The provision of this state plan amendments are subject to approval by the Centers for Medicare and Medicaid Services (CMS).

Fiscal Impact

It is anticipated that there will be minimal fiscal impact to the General Fund as these Provider Preventable Conditions are generally not billed to the Medicaid program.



Delaware Medical Assistance Program Provider Specific Policy Manual

(Policy Number Undetermined) Provider Preventable Conditions

The following applies to any healthcare service provided to Medicaid recipients and dual eligible beneficiaries:

(1) In accordance with 76 FR 32837, which is incorporated by reference, the Delaware Medical Assistance Program (DMAP) will not reimburse providers or contractors for provider preventable conditions (PPCs) as defined in this Centers for Medicare and Medicaid Services (CMS) rule. Providers and contractors are prohibited from submitting claims for payment of these conditions except as permitted in 76 FR 32837 when the provider preventable condition existed prior to the initiation of treatment by the provider.

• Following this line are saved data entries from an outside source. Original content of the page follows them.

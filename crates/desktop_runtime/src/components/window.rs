use super::*;

#[component]
pub(super) fn DesktopWindow(window_id: WindowId) -> impl IntoView {
    let runtime = use_desktop_runtime();

    let window = Signal::derive(move || runtime.state.with(|s| s.window(window_id).cloned()));
    let catalog_url = move |content: &WindowContent| {
        content.app_id().and_then(|app_id| {
            runtime
                .state
                .with_untracked(|state| state.catalog.get(app_id).map(|app| app.url.clone()))
        })
    };

    view! {
        <Show when=move || window.get().is_some() fallback=|| ()>
            {move || {
                let Some(win) = window.get() else {
                    return ().into_view();
                };
                let style = format!(
                    "left:{}px;top:{}px;width:{}px;height:{}px;z-index:{};",
                    win.rect.x, win.rect.y, win.rect.w, win.rect.h, win.z_index
                );
                let id = win.id.0.to_string();
                let body = match catalog_url(&win.content) {
                    Some(url) => view! {
                        <iframe
                            class="window-app-frame"
                            src=url
                            title=win.title.clone()
                            style:pointer-events=move || {
                                if runtime.interaction.with(|i| i.dragging.is_some()) {
                                    "none"
                                } else {
                                    "auto"
                                }
                            }
                        ></iframe>
                    }
                    .into_view(),
                    None => view! {
                        <p class="window-folder-empty">"This folder is empty."</p>
                    }
                    .into_view(),
                };

                view! {
                    <section
                        class=window_css_classes(&win)
                        style=style
                        role="dialog"
                        aria-label=win.title.clone()
                        data-hit=HIT_WINDOW
                        data-window-id=id.clone()
                    >
                        <header class="titlebar" data-hit=HIT_TITLE_BAR data-window-id=id.clone()>
                            <span class="titlebar-title">{win.title.clone()}</span>
                            <div class="titlebar-controls">
                                <WindowControlButton window_id=win.id control=WindowControl::Minimize label="Minimize window" />
                                <WindowControlButton window_id=win.id control=WindowControl::Maximize label="Maximize window" />
                                <WindowControlButton window_id=win.id control=WindowControl::Close label="Close window" />
                            </div>
                        </header>
                        <div class="window-body">{body}</div>
                    </section>
                }
                .into_view()
            }}
        </Show>
    }
}

#[component]
fn WindowControlButton(
    window_id: WindowId,
    control: WindowControl,
    label: &'static str,
) -> impl IntoView {
    view! {
        <button
            type="button"
            class=format!("window-control window-control-{}", control_token(control))
            aria-label=label
            data-hit=HIT_WINDOW_CONTROL
            data-control=control_token(control)
            data-window-id=window_id.0.to_string()
        ></button>
    }
}
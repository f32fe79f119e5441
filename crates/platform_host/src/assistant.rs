//! HTTP transport contract for the generative-language assistant service.
//!
//! The transport only moves JSON over the wire. Credential checks, request shaping, and response
//! classification live in the runtime's assistant client so they stay testable without a network.

use std::{cell::RefCell, collections::VecDeque, future::Future, pin::Pin, rc::Rc};

use serde_json::Value;

/// Object-safe boxed future used by [`AssistantTransport`].
pub type AssistantTransportFuture<'a, T> = Pin<Box<dyn Future<Output = T> + 'a>>;

/// Raw HTTP response returned by an [`AssistantTransport`].
#[derive(Debug, Clone, PartialEq, Eq)]
pub struct HttpResponse {
    /// HTTP status code.
    pub status: u16,
    /// Response body as received.
    pub body: String,
}

impl HttpResponse {
    /// Returns whether the status code is in the 2xx range.
    pub const fn is_success(&self) -> bool {
        self.status >= 200 && self.status < 300
    }
}

/// Host service posting JSON requests to the assistant endpoint.
pub trait AssistantTransport {
    /// Posts `body` as JSON to `url`.
    ///
    /// `Err` is reserved for failures where no HTTP response was received.
    fn post_json<'a>(
        &'a self,
        url: &'a str,
        body: &'a Value,
    ) -> AssistantTransportFuture<'a, Result<HttpResponse, String>>;
}

#[derive(Debug, Clone, Copy, Default)]
/// Transport for targets without network access.
pub struct NoopAssistantTransport;

impl AssistantTransport for NoopAssistantTransport {
    fn post_json<'a>(
        &'a self,
        _url: &'a str,
        _body: &'a Value,
    ) -> AssistantTransportFuture<'a, Result<HttpResponse, String>> {
        Box::pin(async { Err("assistant transport is unavailable on this host".to_string()) })
    }
}

/// A request observed by [`ScriptedAssistantTransport`].
#[derive(Debug, Clone, PartialEq)]
pub struct RecordedRequest {
    /// Target URL.
    pub url: String,
    /// JSON body.
    pub body: Value,
}

#[derive(Debug, Clone, Default)]
/// Transport replaying queued responses and recording every request it receives.
pub struct ScriptedAssistantTransport {
    responses: Rc<RefCell<VecDeque<Result<HttpResponse, String>>>>,
    requests: Rc<RefCell<Vec<RecordedRequest>>>,
}

impl ScriptedAssistantTransport {
    /// Queues a response for the next request.
    pub fn push_response(&self, response: Result<HttpResponse, String>) {
        self.responses.borrow_mut().push_back(response);
    }

    /// Returns every request received so far.
    pub fn requests(&self) -> Vec<RecordedRequest> {
        self.requests.borrow().clone()
    }
}

impl AssistantTransport for ScriptedAssistantTransport {
    fn post_json<'a>(
        &'a self,
        url: &'a str,
        body: &'a Value,
    ) -> AssistantTransportFuture<'a, Result<HttpResponse, String>> {
        Box::pin(async move {
            self.requests.borrow_mut().push(RecordedRequest {
                url: url.to_string(),
                body: body.clone(),
            });
            self.responses
                .borrow_mut()
                .pop_front()
                .unwrap_or_else(|| Err("no scripted response queued".to_string()))
        })
    }
}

(2) Medicaid providers who treat Medicaid eligible patients must report all provider preventable conditions whether or not reimbursement for the services is sought.

(3) Providers must report the occurrence of a PPC through the appropriate claim(s) type submission process.

(4) DMAP will not accept Medicare primary, Medicaid secondary professional, or institutional crossover claims resulting in zero liability.

(5) DMAP will align with Medicare’s policy and billing guidelines for all providers impacted by this policy, and adopt CMS’ changes.